- Directed by: Nils Tavernier
- Written by: Laurent Bertoni Nils Tavernier
- Produced by: Philip Boëffard Christophe Rossignon
- Starring: Jacques Gamblin Alexandra Lamy Fabien Héraud
- Cinematography: Laurent Machuel
- Edited by: Yann Malcor
- Music by: Barði Jóhannsson
- Distributed by: Pathé
- Release dates: 7 September 2013 (TIFF); 26 March 2014 (France);
- Running time: 95 minutes
- Country: France
- Language: French
- Budget: $8.6 million
- Box office: $5.7 million

= The Finishers =

2013 film

The Finishers (De toutes nos forces – "With All Our Strength") is a 2013 French drama film directed by Nils Tavernier. It was screened in the Special Presentation section at the 2013 Toronto International Film Festival.

==Plot==
Paul Amblard had wished to have a son as a second child, a wish fulfilled with the birth of Julien.
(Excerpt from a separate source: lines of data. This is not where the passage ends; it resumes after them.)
//! GPU textures and texture creation utilities.
//!
//! This module provides [`Texture`], a wrapper around WGPU texture resources, plus
//! helpers for depth textures, single images and layered texture arrays. The
//! matching bind group layouts live next to them so pipelines and demos agree on
//! the binding slots.

use anyhow::*;

/// A GPU texture with a view and optional sampler.
///
/// Colour textures are created from [`image::RgbaImage`]s via
/// [`from_image`](Self::from_image) or [`from_layers`](Self::from_layers), depth
/// buffers via [`create_depth_texture`](Self::create_depth_texture).
#[derive(Clone, Debug)]
pub struct Texture {
    #[allow(unused)]
    pub texture: wgpu::Texture,
    pub view: wgpu::TextureView,
    pub sampler: Option<wgpu::Sampler>,
}

impl Texture {
    /// Standard depth buffer texture format (32-bit float).
    pub const DEPTH_FORMAT: wgpu::TextureFormat = wgpu::TextureFormat::Depth32Float;

    /// Create a depth texture for depth-testing during rendering.
    ///
    /// A zero sized surface still yields a valid 1x1 texture.
    pub fn create_depth_texture(device: &wgpu::Device, size: [u32; 2], label: &str) -> Self {
        let size = wgpu::Extent3d {
            width: size[0].max(1),
            height: size[1].max(1),
            depth_or_array_layers: 1,
        };
        let desc = wgpu::TextureDescriptor {
            label: Some(label),
            size,
            mip_level_count: 1,
            sample_count: 1,
            dimension: wgpu::TextureDimension::D2,
            format: Self::DEPTH_FORMAT,
            usage: wgpu::TextureUsages::RENDER_ATTACHMENT | wgpu::TextureUsages::TEXTURE_BINDING,
            view_formats: &[Self::DEPTH_FORMAT],
        };
        let texture = device.create_texture(&desc);
        let view = texture.create_view(&wgpu::TextureViewDescriptor::default());
        let sampler = Some(device.create_sampler(&wgpu::SamplerDescriptor {
            address_mode_u: wgpu::AddressMode::ClampToEdge,
            address_mode_v: wgpu::AddressMode::ClampToEdge,
            address_mode_w: wgpu::AddressMode::ClampToEdge,
            mag_filter: wgpu::FilterMode::Linear,
            min_filter: wgpu::FilterMode::Linear,
            mipmap_filter: wgpu::FilterMode::Nearest,
            compare: Some(wgpu::CompareFunction::LessEqual),
            lod_min_clamp: 0.0,
            lod_max_clamp: 100.0,
            ..Default::default()
        }));

        Self {
            texture,
            view,
            sampler,
        }
    }

    /// Upload a single sRGB image.
    pub fn from_image(
        device: &wgpu::Device,
        queue: &wgpu::Queue,
        img: &image::RgbaImage,
        label: Option<&str>,
    ) -> Result<Self> {
        Self::create(
            device,
            queue,
            std::slice::from_ref(img),
            label,
            wgpu::TextureViewDimension::D2,
        )
    }

    /// Upload equally sized images as the layers of one `D2Array` texture.
    pub fn from_layers(
        device: &wgpu::Device,
        queue: &wgpu::Queue,
        layers: &[image::RgbaImage],
        label: Option<&str>,
    ) -> Result<Self> {
        Self::create(device, queue, layers, label, wgpu::TextureViewDimension::D2Array)
    }

    fn create(
        device: &wgpu::Device,
        queue: &wgpu::Queue,
        layers: &[image::RgbaImage],
        label: Option<&str>,
        dimension: wgpu::TextureViewDimension,
    ) -> Result<Self> {
        let first = layers.first().context("a texture needs at least one layer")?;
        let (width, height) = first.dimensions();
        ensure!(width > 0 && height > 0, "texture {:?} is empty", label);
        if let Some((idx, _)) = layers
            .iter()
            .enumerate()
            .find(|(_, layer)| layer.dimensions() != (width, height))
        {
            bail!(
                "layer {} of texture {:?} does not match the {}x{} size of the first layer",
                idx,
                label,
                width,
                height
            );
        }

        let size = wgpu::Extent3d {
            width,
            height,
            depth_or_array_layers: layers.len() as u32,
        };
        let texture = device.create_texture(&wgpu::TextureDescriptor {
            label,
            size,
            mip_level_count: 1,
            sample_count: 1,
            dimension: wgpu::TextureDimension::D2,
            format: wgpu::TextureFormat::Rgba8UnormSrgb,
            usage: wgpu::TextureUsages::TEXTURE_BINDING | wgpu::TextureUsages::COPY_DST,
            view_formats: &[],
        });

        for (layer, rgba) in layers.iter().enumerate() {
            queue.write_texture(
                wgpu::TexelCopyTextureInfo {
                    aspect: wgpu::TextureAspect::All,
                    texture: &texture,
                    mip_level: 0,
                    origin: wgpu::Origin3d {
                        x: 0,
                        y: 0,
                        z: layer as u32,
                    },
                },
                rgba,
                wgpu::TexelCopyBufferLayout {
                    offset: 0,
                    bytes_per_row: Some(4 * width),
                    rows_per_image: Some(height),
                },
                wgpu::Extent3d {
                    width,
                    height,
                    depth_or_array_layers: 1,
                },
            );
        }

        let view = texture.create_view(&wgpu::TextureViewDescriptor {
            dimension: Some(dimension),
            ..Default::default()
        });
        let sampler = Some(create_default_sampler(device));

        Ok(Self {
            texture,
            view,
            sampler,
        })
    }

    /// Bind group with the view at binding 0 and the sampler at binding 1.
    pub fn bind_group(
        &self,
        device: &wgpu::Device,
        layout: &wgpu::BindGroupLayout,
        label: Option<&str>,
    ) -> Result<wgpu::BindGroup> {
        let sampler = self
            .sampler
            .as_ref()
            .context("texture was created without a sampler")?;
        Ok(device.create_bind_group(&wgpu::BindGroupDescriptor {
            layout,
            entries: &[
                wgpu::BindGroupEntry {
                    binding: 0,
                    resource: wgpu::BindingResource::TextureView(&self.view),
                },
                wgpu::BindGroupEntry {
                    binding: 1,
                    resource: wgpu::BindingResource::Sampler(sampler),
                },
            ],
            label,
        }))
    }
}

pub fn create_default_sampler(device: &wgpu::Device) -> wgpu::Sampler {
    device.create_sampler(&wgpu::SamplerDescriptor {
        address_mode_u: wgpu::AddressMode::Repeat,
        address_mode_v: wgpu::AddressMode::ClampToEdge,
        address_mode_w: wgpu::AddressMode::ClampToEdge,
        mag_filter: wgpu::FilterMode::Linear,
        min_filter: wgpu::FilterMode::Linear,
        mipmap_filter: wgpu::FilterMode::Nearest,
        ..Default::default()
    })
}

/// Texture + sampler layout for a plain 2D diffuse map.
pub fn diffuse_layout(device: &wgpu::Device) -> wgpu::BindGroupLayout {
    mk_layout(device, wgpu::TextureViewDimension::D2, "diffuse_bind_group_layout")
}

/// Texture + sampler layout for a layered diffuse map.
pub fn diffuse_array_layout(device: &wgpu::Device) -> wgpu::BindGroupLayout {
    mk_layout(
        device,
        wgpu::TextureViewDimension::D2Array,
        "diffuse_array_bind_group_layout",
    )
}

fn mk_layout(
    device: &wgpu::Device,
    view_dimension: wgpu::TextureViewDimension,
    label: &str,
) -> wgpu::BindGroupLayout {
    device.create_bind_group_layout(&wgpu::BindGroupLayoutDescriptor {
        entries: &[
            wgpu::BindGroupLayoutEntry {
                binding: 0,
                visibility: wgpu::ShaderStages::FRAGMENT,
                ty: wgpu::BindingType::Texture {
                    multisampled: false,
                    view_dimension,
                    sample_type: wgpu::TextureSampleType::Float { filterable: true },
                },
                count: None,
            },
            wgpu::BindGroupLayoutEntry {
                binding: 1,
                visibility: wgpu::ShaderStages::FRAGMENT,
                ty: wgpu::BindingType::Sampler(wgpu::SamplerBindingType::Filtering),
                count: None,
            },
        ],
        label: Some(label),
    })
}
But when, as a baby, Julien found himself unable to walk like other children, Paul refused to deal with his handicap and took refuge in his job as a cable car repairer and his service as a volunteer firefighter. He shied away from his responsibilities, leaving the whole task of caring for Julien, who uses a wheelchair, to his wife Claire, who had become a mother too protective and fearful for her son's health. At 17, Julien, now a difficult and stubborn teenager, becomes aware of life and dreams of adventures that are inaccessible given his disability. He discovers that his father had been a good athlete 25 years earlier and had participated in an Ironman, an extreme triathlon race. Julien develops the notion that he and his father are going to compete in an Ironman together, with his father pushing or dragging him on suitable equipment. But Paul, who has aged, has done no recent training and is discouraged by life and his sudden dismissal from his job. He brutally rejects this proposal from his son.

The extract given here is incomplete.